Search bots

BUbiNG research crawler

BUbiNG is an open-source distributed web crawler developed by the Laboratory for Web Algorithmics (LAW) at the University of Milan. It is designed for high-throughput crawling for research and dataset building, not to power a consumer search engine. Because anyone can run the open-source software, a BUbiNG user agent indicates the crawler software, not a single operator.

Partially verified

What this means

BUbiNG is an open-source, distributed, high-throughput web crawler from the LAW group at the University of Milan, the same group behind UbiCrawler and the WebGraph datasets. It is used to crawl large portions of the web for research and to build datasets, not to serve a public search engine.

Because the software is open source, a BUbiNG user agent tells you the crawler software in use, not a single fixed operator. Different deployments may be run by different researchers or organisations.

How it identifies itself

It uses a BUbiNG user-agent token, typically with a self-identifying URL or contact set by whoever runs it. Match on the BUbiNG token, but remember the contact/operator portion is configurable by the deployer.

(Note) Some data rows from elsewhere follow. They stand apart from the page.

use chrono::{DateTime, Utc};
use sqlx::SqlitePool;

use super::employee::employee_short;
use crate::models::{GroupSummary, PageParams, User, UserAccount, UserFilter};

const SELECT_USER: &str = r#"
    SELECT
        u.id, u.username, u.email, u.is_staff, u.is_active,
        u.department, u.manager, u.last_login,
        g.id AS group_id, g.name AS group_name,
        e.id AS employee_id, e.code AS employee_code,
        e.full_name AS employee_full_name, e.registration AS employee_registration
    FROM users u
    LEFT JOIN groups g ON g.id = u.group_id
    LEFT JOIN employees e ON e.id = u.employee_id
"#;

const SELECT_ACCOUNT: &str = r#"
    SELECT
        id, employee_id, group_id, username, email, password,
        is_staff, is_active, department, manager, last_login
    FROM users
"#;

const FILTER_USER: &str = r#"
    WHERE ($1 IS NULL OR u.username LIKE $1 OR u.email LIKE $1
           OR u.department LIKE $1 OR u.manager LIKE $1)
      AND ($2 IS NULL OR u.is_active = $2)
      AND ($3 IS NULL OR u.is_staff = $3)
      AND ($4 = 0 OR u.employee_id IS NULL)
      AND ($5 = 0 OR u.employee_id IS NOT NULL)
"#;

/// Insert payload with the password already hashed
#[derive(Debug, Clone)]
pub struct CreateUserData {
    pub username: String,
    pub email: String,
    pub password_hash: String,
    pub is_staff: bool,
    pub is_active: bool,
    pub group_id: Option<i64>,
    pub employee_id: Option<i64>,
    pub department: Option<String>,
    pub manager: Option<String>,
}

pub struct UserRepository;

impl UserRepository {
    pub async fn create(pool: &SqlitePool, data: CreateUserData) -> Result<i64, sqlx::Error> {
        sqlx::query_scalar(
            r#"
            INSERT INTO users (
                username, email, password, is_staff, is_active,
                group_id, employee_id, department, manager
            )
            VALUES ($1, $2, $3, $4, $5, $6, $7, $8, $9)
            RETURNING id
            "#,
        )
        .bind(&data.username)
        .bind(&data.email)
        .bind(&data.password_hash)
        .bind(data.is_staff)
        .bind(data.is_active)
        .bind(data.group_id)
        .bind(data.employee_id)
        .bind(&data.department)
        .bind(&data.manager)
        .fetch_one(pool)
        .await
    }

    pub async fn get_by_id(pool: &SqlitePool, id: i64) -> Result<Option<User>, sqlx::Error> {
        let query = format!("{} WHERE u.id = $1", SELECT_USER);
        let row = sqlx::query_as::<_, UserRow>(&query)
            .bind(id)
            .fetch_optional(pool)
            .await?;

        Ok(row.map(Into::into))
    }

    pub async fn get_account(pool: &SqlitePool, id: i64) -> Result<Option<UserAccount>, sqlx::Error> {
        let query = format!("{} WHERE id = $1", SELECT_ACCOUNT);
        sqlx::query_as::<_, UserAccount>(&query)
            .bind(id)
            .fetch_optional(pool)
            .await
    }

    pub async fn get_account_by_username(
        pool: &SqlitePool,
        username: &str,
    ) -> Result<Option<UserAccount>, sqlx::Error> {
        let query = format!("{} WHERE username = $1", SELECT_ACCOUNT);
        sqlx::query_as::<_, UserAccount>(&query)
            .bind(username)
            .fetch_optional(pool)
            .await
    }

    /// Whether another user already has this username
    pub async fn username_taken(
        pool: &SqlitePool,
        username: &str,
        except: Option<i64>,
    ) -> Result<bool, sqlx::Error> {
        let count: i64 = sqlx::query_scalar(
            "SELECT COUNT(*) FROM users WHERE username = $1 AND ($2 IS NULL OR id != $2)",
        )
        .bind(username)
        .bind(except)
        .fetch_one(pool)
        .await?;
        Ok(count > 0)
    }

    pub async fn email_taken(
        pool: &SqlitePool,
        email: &str,
        except: Option<i64>,
    ) -> Result<bool, sqlx::Error> {
        let count: i64 = sqlx::query_scalar(
            "SELECT COUNT(*) FROM users WHERE email = $1 AND ($2 IS NULL OR id != $2)",
        )
        .bind(email)
        .bind(except)
        .fetch_one(pool)
        .await?;
        Ok(count > 0)
    }

    /// Whether the employee is linked to a user other than `except`
    pub async fn employee_linked(
        pool: &SqlitePool,
        employee_id: i64,
        except: Option<i64>,
    ) -> Result<bool, sqlx::Error> {
        let count: i64 = sqlx::query_scalar(
            "SELECT COUNT(*) FROM users WHERE employee_id = $1 AND ($2 IS NULL OR id != $2)",
        )
        .bind(employee_id)
        .bind(except)
        .fetch_one(pool)
        .await?;
        Ok(count > 0)
    }

    pub async fn list(
        pool: &SqlitePool,
        filter: &UserFilter,
        page: PageParams,
    ) -> Result<(Vec<User>, i64), sqlx::Error> {
        let search = crate::models::like_pattern(filter.search.as_deref());

        let query = format!(
            "{} {} ORDER BY u.id DESC LIMIT $6 OFFSET $7",
            SELECT_USER, FILTER_USER
        );
        let rows = sqlx::query_as::<_, UserRow>(&query)
            .bind(&search)
            .bind(filter.is_active)
            .bind(filter.is_staff)
            .bind(filter.employee_empty)
            .bind(filter.employee_not_empty)
            .bind(page.limit())
            .bind(page.offset())
            .fetch_all(pool)
            .await?;

        let count = format!("SELECT COUNT(*) FROM users u {}", FILTER_USER);
        let total = sqlx::query_scalar(&count)
            .bind(&search)
            .bind(filter.is_active)
            .bind(filter.is_staff)
            .bind(filter.employee_empty)
            .bind(filter.employee_not_empty)
            .fetch_one(pool)
            .await?;

        Ok((rows.into_iter().map(Into::into).collect(), total))
    }

    /// Write back every mutable column of an account
    pub async fn update(pool: &SqlitePool, account: &UserAccount) -> Result<(), sqlx::Error> {
        sqlx::query(
            r#"
            UPDATE users SET
                username = $1,
                email = $2,
                is_staff = $3,
                is_active = $4,
                group_id = $5,
                employee_id = $6,
                department = $7,
                manager = $8,
                updated_at = $9
            WHERE id = $10
            "#,
        )
        .bind(&account.username)
        .bind(&account.email)
        .bind(account.is_staff)
        .bind(account.is_active)
        .bind(account.group_id)
        .bind(account.employee_id)
        .bind(&account.department)
        .bind(&account.manager)
        .bind(Utc::now())
        .bind(account.id)
        .execute(pool)
        .await?;
        Ok(())
    }

    pub async fn set_password(
        pool: &SqlitePool,
        id: i64,
        password_hash: &str,
    ) -> Result<(), sqlx::Error> {
        sqlx::query("UPDATE users SET password = $1, updated_at = $2 WHERE id = $3")
            .bind(password_hash)
            .bind(Utc::now())
            .bind(id)
            .execute(pool)
            .await?;
        Ok(())
    }

    pub async fn set_last_login(
        pool: &SqlitePool,
        id: i64,
        at: DateTime<Utc>,
    ) -> Result<(), sqlx::Error> {
        sqlx::query("UPDATE users SET last_login = $1 WHERE id = $2")
            .bind(at)
            .bind(id)
            .execute(pool)
            .await?;
        Ok(())
    }

    /// Display name of a user: the linked employee's name, if any
    pub async fn full_name(pool: &SqlitePool, id: i64) -> Result<Option<String>, sqlx::Error> {
        sqlx::query_scalar(
            r#"
            SELECT e.full_name FROM users u
            JOIN employees e ON e.id = u.employee_id
            WHERE u.id = $1
            "#,
        )
        .bind(id)
        .fetch_optional(pool)
        .await
    }
}

#[derive(Debug, sqlx::FromRow)]
struct UserRow {
    id: i64,
    username: String,
    email: String,
    is_staff: bool,
    is_active: bool,
    department: Option<String>,
    manager: Option<String>,
    last_login: Option<DateTime<Utc>>,
    group_id: Option<i64>,
    group_name: Option<String>,
    employee_id: Option<i64>,
    employee_code: Option<String>,
    employee_full_name: Option<String>,
    employee_registration: Option<String>,
}

impl From<UserRow> for User {
    fn from(row: UserRow) -> Self {
        let group = match (row.group_id, row.group_name) {
            (Some(id), Some(name)) => Some(GroupSummary { id, name }),
            _ => None,
        };

        Self {
            id: row.id,
            username: row.username,
            email: row.email,
            is_staff: row.is_staff,
            is_active: row.is_active,
            department: row.department,
            manager: row.manager,
            last_login: row.last_login,
            group,
            employee: employee_short(
                row.employee_id,
                row.employee_code,
                row.employee_full_name,
                row.employee_registration,
            ),
        }
    }
}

Do not assume a fixed IP range or operator; verify by the self-identifying details of the specific deployment and by behaviour.

Open-source crawler from LAW, University of Milan
High-throughput, research/dataset focused
Operator varies by deployment; not a search product

How it appears in analytics and logs

A request carrying a BUbiNG user agent means someone is running the BUbiNG crawler, often for academic or dataset purposes. The identity behind it is not fixed, so treat it as research bot traffic and verify behaviour rather than assuming a specific organisation.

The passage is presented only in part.